» SUPPLIED RECORDS

* * *

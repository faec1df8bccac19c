//! Markdown parsing (Markdown → rich text import)
//!
//! Pipeline: Markdown string → segments → per-segment syntax tree → flat block.
//! Each segment (one line, or one whole fenced code block) becomes exactly one
//! block; entities from all blocks share one document-wide map.

use crate::common::nested_to_flat::{flatten_nodes, EntityRegistry};
use crate::common::segments::split_blocks;
use crate::error::FormatError;
use crate::formats::markdown::ast::{ComrakParser, MarkdownParser, Node};
use crate::model::{Block, BlockType, EntityMap, RawDocument};
use crate::options::DeserializeOptions;
use crate::styles::BlockStyleTable;

/// Parse a Markdown string into a rich-text document using Comrak.
pub fn parse_from_markdown(
    source: &str,
    options: &DeserializeOptions,
) -> Result<RawDocument, FormatError> {
    parse_with_parser(source, options, &ComrakParser::default())
}

/// Parse a Markdown string with an injected parser.
///
/// Parser errors are returned as-is.
pub fn parse_with_parser(
    source: &str,
    options: &DeserializeOptions,
    parser: &dyn MarkdownParser,
) -> Result<RawDocument, FormatError> {
    let segments = split_blocks(source);
    let mut entities = EntityRegistry::new();
    let mut blocks = Vec::with_capacity(segments.len());

    for segment in &segments {
        blocks.push(flatten_segment(segment, options, parser, &mut entities)?);
    }

    let entity_map = if entities.is_empty() && options.entity_map_placeholder {
        EntityMap::placeholder()
    } else {
        entities.into_map()
    };

    Ok(RawDocument { blocks, entity_map })
}

/// Parse one segment and flatten it into a block.
pub fn flatten_segment(
    segment: &str,
    options: &DeserializeOptions,
    parser: &dyn MarkdownParser,
    entities: &mut EntityRegistry,
) -> Result<Block, FormatError> {
    let root = parser.parse(segment)?;
    let mut block = flatten_nodes(&root.children, &options.inline_styles, entities);
    block.block_type = resolve_block_type(root.children.first(), &options.block_styles);

    tracing::trace!(
        block_type = %block.block_type,
        chars = block.char_len(),
        styles = block.inline_style_ranges.len(),
        entities = block.entity_ranges.len(),
        "flattened segment"
    );

    Ok(block)
}

/// Determine the block type from the first top-level node of a segment.
pub fn resolve_block_type(first: Option<&Node>, block_styles: &BlockStyleTable) -> BlockType {
    let Some(node) = first else {
        return BlockType::Unstyled;
    };

    let resolved = match node {
        Node::List { ordered: true, .. } => Some(BlockType::OrderedListItem),
        Node::Header { depth, .. } => block_styles.get(&format!("Header{depth}")),
        Node::Paragraph(children) if matches!(children.first(), Some(Node::Image { .. })) => {
            Some(BlockType::Atomic)
        }
        other => block_styles.get(other.type_name()),
    };

    resolved.unwrap_or_else(|| {
        if !matches!(node, Node::Paragraph(_)) {
            tracing::debug!(node = node.type_name(), "no block style for node, using unstyled");
        }
        BlockType::Unstyled
    })
}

* * *

» REQUIREMENT
Output each record exactly as it appears in the listing.

» WRITTEN SOLUTION
repository faec1df8bccac19c
//! Markdown parsing (Markdown → rich text import)
//!
//! Pipeline: Markdown string → segments → per-segment syntax tree → flat block.
//! Each segment (one line, or one whole fenced code block) becomes exactly one
//! block; entities from all blocks share one document-wide map.

use crate::common::nested_to_flat::{flatten_nodes, EntityRegistry};
use crate::common::segments::split_blocks;
use crate::error::FormatError;
use crate::formats::markdown::ast::{ComrakParser, MarkdownParser, Node};
use crate::model::{Block, BlockType, EntityMap, RawDocument};
use crate::options::DeserializeOptions;
use crate::styles::BlockStyleTable;

/// Parse a Markdown string into a rich-text document using Comrak.
pub fn parse_from_markdown(
    source: &str,
    options: &DeserializeOptions,
) -> Result<RawDocument, FormatError> {
    parse_with_parser(source, options, &ComrakParser::default())
}

/// Parse a Markdown string with an injected parser.
///
/// Parser errors are returned as-is.
pub fn parse_with_parser(
    source: &str,
    options: &DeserializeOptions,
    parser: &dyn MarkdownParser,
) -> Result<RawDocument, FormatError> {
    let segments = split_blocks(source);
    let mut entities = EntityRegistry::new();
    let mut blocks = Vec::with_capacity(segments.len());

    for segment in &segments {
        blocks.push(flatten_segment(segment, options, parser, &mut entities)?);
    }

    let entity_map = if entities.is_empty() && options.entity_map_placeholder {
        EntityMap::placeholder()
    } else {
        entities.into_map()
    };

    Ok(RawDocument { blocks, entity_map })
}

/// Parse one segment and flatten it into a block.
pub fn flatten_segment(
    segment: &str,
    options: &DeserializeOptions,
    parser: &dyn MarkdownParser,
    entities: &mut EntityRegistry,
) -> Result<Block, FormatError> {
    let root = parser.parse(segment)?;
    let mut block = flatten_nodes(&root.children, &options.inline_styles, entities);
    block.block_type = resolve_block_type(root.children.first(), &options.block_styles);

    tracing::trace!(
        block_type = %block.block_type,
        chars = block.char_len(),
        styles = block.inline_style_ranges.len(),
        entities = block.entity_ranges.len(),
        "flattened segment"
    );

    Ok(block)
}

/// Determine the block type from the first top-level node of a segment.
pub fn resolve_block_type(first: Option<&Node>, block_styles: &BlockStyleTable) -> BlockType {
    let Some(node) = first else {
        return BlockType::Unstyled;
    };

    let resolved = match node {
        Node::List { ordered: true, .. } => Some(BlockType::OrderedListItem),
        Node::Header { depth, .. } => block_styles.get(&format!("Header{depth}")),
        Node::Paragraph(children) if matches!(children.first(), Some(Node::Image { .. })) => {
            Some(BlockType::Atomic)
        }
        other => block_styles.get(other.type_name()),
    };

    resolved.unwrap_or_else(|| {
        if !matches!(node, Node::Paragraph(_)) {
            tracing::debug!(node = node.type_name(), "no block style for node, using unstyled");
        }
        BlockType::Unstyled
    })
}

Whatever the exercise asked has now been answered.